(Stored data entries)
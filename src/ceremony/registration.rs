//! Registration ceremony: attested response in, user and credential out.

use super::challenge::ChallengeTracker;
use super::check_client_data;
use crate::config::RelyingPartyConfig;
use crate::domain::{
    CeremonyError, CeremonyKind, CeremonyResult, CeremonySubject, Credential, Expectations,
    RegistrationResponse, RepositoryError, RepositoryPtr, SessionToken, User, VerifierPtr,
};
use std::sync::Arc;

pub struct RegistrationCeremony {
    // ---
    tracker: Arc<ChallengeTracker>,
    repository: RepositoryPtr,
    verifier: VerifierPtr,
    relying_party: RelyingPartyConfig,
}

impl RegistrationCeremony {
    // ---
    pub fn new(
        tracker: Arc<ChallengeTracker>,
        repository: RepositoryPtr,
        verifier: VerifierPtr,
        relying_party: RelyingPartyConfig,
    ) -> Self {
        // ---
        Self {
            tracker,
            repository,
            verifier,
            relying_party,
        }
    }

    /// Complete a registration started on `token`.
    ///
    /// # Flow
    /// 1. Consume the pending registration (single use)
    /// 2. Match challenge, origin and RP id
    /// 3. Verify the attestation and extract the key material
    /// 4. Create the user and its first credential in one atomic write
    ///
    /// No session is established; the new user must authenticate.
    pub async fn finish(
        &self,
        token: &SessionToken,
        response: &RegistrationResponse,
    ) -> CeremonyResult<Credential> {
        // ---
        let pending = self
            .tracker
            .consume(token, CeremonyKind::Registration)
            .await?;

        let (user_id, username) = match pending.subject {
            CeremonySubject::Registration { user_id, username } => (user_id, username),
            CeremonySubject::Authentication { .. } => {
                return Err(CeremonyError::CeremonyKindMismatch {
                    expected: CeremonyKind::Registration,
                    found: CeremonyKind::Authentication,
                })
            }
        };

        check_client_data(&response.client_data, &pending.challenge, &self.relying_party)
            .inspect_err(|e| tracing::warn!("Registration for '{}' rejected: {}", username, e))?;

        let expected = Expectations {
            challenge: &pending.challenge,
            origin: &self.relying_party.origin,
            rp_id: &self.relying_party.rp_id,
        };
        let attested = self
            .verifier
            .verify_attestation(response, &expected)
            .map_err(|e| {
                //
                tracing::warn!("Attestation verification failed for '{}': {}", username, e);
                CeremonyError::AttestationInvalid
            })?;

        let user = User::new(user_id, username);
        let credential = Credential::new(
            attested.credential_id,
            user.id,
            attested.public_key,
            response.transports.clone(),
        );

        self.repository
            .create_user_and_credential(&user, &credential)
            .await
            .map_err(|e| match e {
                RepositoryError::Conflict(detail) => {
                    tracing::warn!("Registration conflict for '{}': {}", user.username, detail);
                    CeremonyError::PersistenceConflict(detail)
                }
                RepositoryError::StaleCounter => {
                    CeremonyError::PersistenceConflict("stale counter on create".to_string())
                }
                RepositoryError::Backend(err) => {
                    tracing::error!("Failed to persist registration: {:?}", err);
                    CeremonyError::Persistence(err)
                }
            })?;

        tracing::info!(
            "Registration completed for user: {} (credential: {})",
            user.username,
            hex::encode(&credential.id)
        );

        Ok(credential)
    }
}
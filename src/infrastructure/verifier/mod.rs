//! Built-in ceremony verifiers.
//!
//! The engine only depends on [`CeremonyVerifier`]; a deployment that talks
//! to real authenticators injects its own implementation through
//! `build_service`. The one shipped here is a development verifier.

mod digest_verifier;

pub use digest_verifier::{digest_signature, DigestAttestation, DigestVerifier};

use crate::domain::VerifierPtr;
use anyhow::Result;
use std::sync::Arc;

/// Creates the verifier named by `PASSKEY_VERIFIER`.
///
/// # Errors
/// Fails when no verifier is named or the name is not built in. Starting
/// without a verifier would accept nothing, so this is a deployment error.
pub fn create_verifier(name: Option<&str>) -> Result<VerifierPtr> {
    // ---
    match name {
        Some("digest") => {
            tracing::warn!("Using the digest verifier; it is for development with simulated authenticators only");
            Ok(Arc::new(DigestVerifier))
        }
        Some(other) => anyhow::bail!("Unknown PASSKEY_VERIFIER '{other}' (built in: digest)"),
        None => anyhow::bail!(
            "Missing required configuration: PASSKEY_VERIFIER (or inject a verifier via build_service)"
        ),
    }
}

#[cfg(test)]
mod tests {
    use super::*;

    #[test]
    fn digest_verifier_is_built_in() {
        assert!(create_verifier(Some("digest")).is_ok());
    }

    #[test]
    fn unknown_or_missing_verifier_fails() {
        assert!(create_verifier(Some("webauthn")).is_err());

        let err = create_verifier(None).err().unwrap();
        assert!(err.to_string().contains("PASSKEY_VERIFIER"));
    }
}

**Exercise directions:**
Please give an exact copy of the lines above, beginning with the line containing "verification failed for" and running through the line containing "a deployment error.", and of no other lines.

**Answer:**
                tracing::warn!("Attestation verification failed for '{}': {}", username, e);
                CeremonyError::AttestationInvalid
            })?;

        let user = User::new(user_id, username);
        let credential = Credential::new(
            attested.credential_id,
            user.id,
            attested.public_key,
            response.transports.clone(),
        );

        self.repository
            .create_user_and_credential(&user, &credential)
            .await
            .map_err(|e| match e {
                RepositoryError::Conflict(detail) => {
                    tracing::warn!("Registration conflict for '{}': {}", user.username, detail);
                    CeremonyError::PersistenceConflict(detail)
                }
                RepositoryError::StaleCounter => {
                    CeremonyError::PersistenceConflict("stale counter on create".to_string())
                }
                RepositoryError::Backend(err) => {
                    tracing::error!("Failed to persist registration: {:?}", err);
                    CeremonyError::Persistence(err)
                }
            })?;

        tracing::info!(
            "Registration completed for user: {} (credential: {})",
            user.username,
            hex::encode(&credential.id)
        );

        Ok(credential)
    }
}
filename src/infrastructure/verifier/mod.rs
//! Built-in ceremony verifiers.
//!
//! The engine only depends on [`CeremonyVerifier`]; a deployment that talks
//! to real authenticators injects its own implementation through
//! `build_service`. The one shipped here is a development verifier.

mod digest_verifier;

pub use digest_verifier::{digest_signature, DigestAttestation, DigestVerifier};

use crate::domain::VerifierPtr;
use anyhow::Result;
use std::sync::Arc;

/// Creates the verifier named by `PASSKEY_VERIFIER`.
///
/// # Errors
/// Fails when no verifier is named or the name is not built in. Starting
/// without a verifier would accept nothing, so this is a deployment error.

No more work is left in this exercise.